Valdez is one of many women who underwent in vitro fertilization, known as IVF, in order to have children, but Roe v. Wade being overturned has changed a lot for her family.
“I’m feeling a lot more pressure to make decisions that I wasn’t ready to make,” Valdez said. “My husband and I are considering doing it very shortly, in the next couple weeks doing a consultation with our doctor.”
Valdez and her husband have two embryos left in storage from their first round of IVF. They planned on trying to get pregnant again once their daughter was a little older. In the meantime, their fertility clinic has been keeping those embryos in storage.
That standard now hangs in the balance, as abortion restrictions take place across the country. Some patients worry that could pave the way for laws that give embryos legal protection, and that might mean routine procedure — from discarding nonviable embryos to unsuccessful implantation — could be criminalized. It could also prevent doctors from creating as many embryos as possible to increase the chances of pregnancy.
“Our biggest concerns are the ignorance of our lawmakers, and they need to have a partnership with scientific physicians on defining where does life begin,” Dr. Samuel E. Brown said.
Dr. Brown runs one of the biggest fertility clinics in Florida. He says he’s been busy taking calls from concerned patients, wondering if their fertility treatments could be altered. He warns that regulation limiting the number of embryos would lengthen the IVF process and make it more costly.
“Any roadblocks or increase in cost for fertility treatment can potentially scare away the insurance payers, where they don’t want to take the burden of that extra cost,” Dr. Brown said.
As of now, no changes have been made to IVF in Florida or elsewhere, and most clinics are saying they’re operating as normal.
But, Florida governor Ron DeSantis said his administration is going to continue to “expand pro-life protections” post-Roe.
The governor’s office told Newsy, “This pro-life law doesn’t mention IVF at all,” but concerned patients point to Ohio — another Republican-run state — where lawmakers proposed a bill that would give rights to “unborn human individuals from the moment of conception” as an example of potential legislation that could affect IVF.
One anti-abortion advocate who has advised abortion legislation says the community isn’t looking to disrupt current IVF treatment.
“I’m willing to say 99.9999% that any legislation that’s ever passed that specifically deals with this is going to exempt any type of liability from, you know, from these IVF procedures that were done in the past,” Gualberto Garcia Jones, general counsel with The Personhood Alliance, said.
Still, the lack of clarity leaves some experts worried.
“I guess what I fear, in part, is that a zealous prosecutor or zealous resident of Texas or Oklahoma or Idaho who has now a right to sue as an individual for somebody who provides an abortion or aids and abets an abortion will take that definition of person and run with it,” Lisa Ikemodo, professor at UC Davis School of Law, said.

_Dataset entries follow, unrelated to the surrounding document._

//! Engine configuration loading and defaults.

use serde::Deserialize;
use std::path::Path;
use std::time::Duration;
use thiserror::Error;

/// Configuration errors.
#[derive(Debug, Error)]
pub enum ConfigError {
    /// Failed to read the config file.
    #[error("failed to read config file: {0}")]
    Io(#[from] std::io::Error),
    /// Failed to parse the config file.
    #[error("failed to parse config: {0}")]
    Parse(#[from] toml::de::Error),
}

/// Engine configuration.
///
/// Only `url` and `nickname` are required; everything else defaults to
/// the reference deployment's server-mandated values.
#[derive(Debug, Clone, Deserialize)]
pub struct EngineConfig {
    /// WebSocket URL of the chat server, e.g. `wss://irc-ws.chat.example.net`.
    pub url: String,
    /// Nickname to register with.
    pub nickname: String,
    /// Opaque auth token sent via PASS; `None` for anonymous connections.
    #[serde(default)]
    pub token: Option<String>,
    /// Capabilities to request with `CAP REQ`. Empty skips negotiation.
    #[serde(default)]
    pub capabilities: Vec<String>,
    /// Rate limit settings.
    #[serde(default)]
    pub limits: RateLimitConfig,
    /// Timer settings.
    #[serde(default)]
    pub timing: TimingConfig,
    /// Reconnect policy settings.
    #[serde(default)]
    pub reconnect: ReconnectConfig,
}

impl EngineConfig {
    /// Minimal configuration for the given server and nickname.
    pub fn new(url: impl Into<String>, nickname: impl Into<String>) -> Self {
        EngineConfig {
            url: url.into(),
            nickname: nickname.into(),
            token: None,
            capabilities: Vec::new(),
            limits: RateLimitConfig::default(),
            timing: TimingConfig::default(),
            reconnect: ReconnectConfig::default(),
        }
    }

    /// Load configuration from a TOML file.
    pub fn load<P: AsRef<Path>>(path: P) -> Result<Self, ConfigError> {
        let content = std::fs::read_to_string(path)?;
        let config: EngineConfig = toml::from_str(&content)?;
        Ok(config)
    }
}

/// Sliding-window rate limit settings.
#[derive(Debug, Clone, Deserialize)]
pub struct RateLimitConfig {
    /// Max chat messages per message window.
    #[serde(default = "default_message_limit")]
    pub message_limit: usize,
    /// Message window, in seconds.
    #[serde(default = "default_message_window_secs")]
    pub message_window_secs: u64,
    /// Max channel joins/parts per join window.
    #[serde(default = "default_join_limit")]
    pub join_limit: usize,
    /// Join window, in seconds.
    #[serde(default = "default_join_window_secs")]
    pub join_window_secs: u64,
    /// Cap on each pending outbound queue; enqueueing past it is rejected.
    #[serde(default = "default_queue_cap")]
    pub queue_cap: usize,
}

impl RateLimitConfig {
    /// The message window as a duration.
    pub fn message_window(&self) -> Duration {
        Duration::from_secs(self.message_window_secs)
    }

    /// The join window as a duration.
    pub fn join_window(&self) -> Duration {
        Duration::from_secs(self.join_window_secs)
    }
}

impl Default for RateLimitConfig {
    fn default() -> Self {
        RateLimitConfig {
            message_limit: default_message_limit(),
            message_window_secs: default_message_window_secs(),
            join_limit: default_join_limit(),
            join_window_secs: default_join_window_secs(),
            queue_cap: default_queue_cap(),
        }
    }
}

/// Timer settings.
#[derive(Debug, Clone, Deserialize)]
pub struct TimingConfig {
    /// Interval between outbound queue drain attempts, in milliseconds.
    #[serde(default = "default_drain_interval_ms")]
    pub drain_interval_ms: u64,
    /// Client-initiated keepalive PING interval, in seconds.
    ///
    /// `None` relies on the server pinging us, which the reference
    /// deployment does.
    #[serde(default)]
    pub keepalive_secs: Option<u64>,
    /// Deadline for auth confirmation after the transport opens, in seconds.
    #[serde(default = "default_auth_timeout_secs")]
    pub auth_timeout_secs: u64,
}

impl TimingConfig {
    /// The drain tick interval as a duration.
    pub fn drain_interval(&self) -> Duration {
        Duration::from_millis(self.drain_interval_ms)
    }

    /// The keepalive interval as a duration, if enabled.
    pub fn keepalive(&self) -> Option<Duration> {
        self.keepalive_secs.map(Duration::from_secs)
    }

    /// The auth deadline as a duration.
    pub fn auth_timeout(&self) -> Duration {
        Duration::from_secs(self.auth_timeout_secs)
    }
}

impl Default for TimingConfig {
    fn default() -> Self {
        TimingConfig {
            drain_interval_ms: default_drain_interval_ms(),
            keepalive_secs: None,
            auth_timeout_secs: default_auth_timeout_secs(),
        }
    }
}

/// Reconnect policy settings.
#[derive(Debug, Clone, Deserialize)]
pub struct ReconnectConfig {
    /// Base delay before the first retry, in milliseconds.
    #[serde(default = "default_base_delay_ms")]
    pub base_delay_ms: u64,
    /// Upper bound on any computed delay, in seconds.
    #[serde(default = "default_cap_delay_secs")]
    pub cap_delay_secs: u64,
    /// Retry attempts before giving up.
    #[serde(default = "default_max_attempts")]
    pub max_attempts: u32,
}

impl ReconnectConfig {
    /// The base delay as a duration.
    pub fn base_delay(&self) -> Duration {
        Duration::from_millis(self.base_delay_ms)
    }

    /// The delay cap as a duration.
    pub fn cap_delay(&self) -> Duration {
        Duration::from_secs(self.cap_delay_secs)
    }
}

impl Default for ReconnectConfig {
    fn default() -> Self {
        ReconnectConfig {
            base_delay_ms: default_base_delay_ms(),
            cap_delay_secs: default_cap_delay_secs(),
            max_attempts: default_max_attempts(),
        }
    }
}

fn default_message_limit() -> usize {
    20
}

fn default_message_window_secs() -> u64 {
    30
}

fn default_join_limit() -> usize {
    50
}

fn default_join_window_secs() -> u64 {
    15
}

fn default_queue_cap() -> usize {
    128
}

fn default_drain_interval_ms() -> u64 {
    500
}

fn default_auth_timeout_secs() -> u64 {
    15
}

fn default_base_delay_ms() -> u64 {
    1000
}

fn default_cap_delay_secs() -> u64 {
    60
}

fn default_max_attempts() -> u32 {
    8
}

#[cfg(test)]
mod tests {
    use super::*;

    #[test]
    fn minimal_config_uses_server_defaults() {
        let config = EngineConfig::new("wss://chat.example.net", "bot");
        assert_eq!(config.limits.message_limit, 20);
        assert_eq!(config.limits.message_window(), Duration::from_secs(30));
        assert_eq!(config.limits.join_limit, 50);
        assert_eq!(config.limits.join_window(), Duration::from_secs(15));
        assert_eq!(config.limits.queue_cap, 128);
        assert_eq!(config.timing.keepalive(), None);
        assert_eq!(config.reconnect.base_delay(), Duration::from_millis(1000));
        assert_eq!(config.reconnect.max_attempts, 8);
    }

    #[test]
    fn toml_partial_override() {
        let raw = r#"
            url = "wss://chat.example.net"
            nickname = "bot"
            token = "opaque-token"
            capabilities = ["message-tags"]

            [limits]
            message_limit = 5

            [reconnect]
            max_attempts = 3
        "#;
        let config: EngineConfig = toml::from_str(raw).unwrap();
        assert_eq!(config.token.as_deref(), Some("opaque-token"));
        assert_eq!(config.limits.message_limit, 5);
        assert_eq!(config.limits.message_window_secs, 30);
        assert_eq!(config.reconnect.max_attempts, 3);
        assert_eq!(config.timing.drain_interval(), Duration::from_millis(500));
    }
}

Until lawmakers sort out the details, patients like Valdez remain active in the IVF community, offering support to others after enduring a difficult journey before finally having her daughter, Sienna.
“Unfortunately at 13 weeks, I had a missed miscarriage, most likely due to an abnormal embryo that was transferred,” Valdez said. “I’ll never forget that pain.”
IVF clinics, like Brown Fertility, are eager to work with lawmakers to ensure IVF — which wasn’t around before Roe — remains available to those struggling with infertility.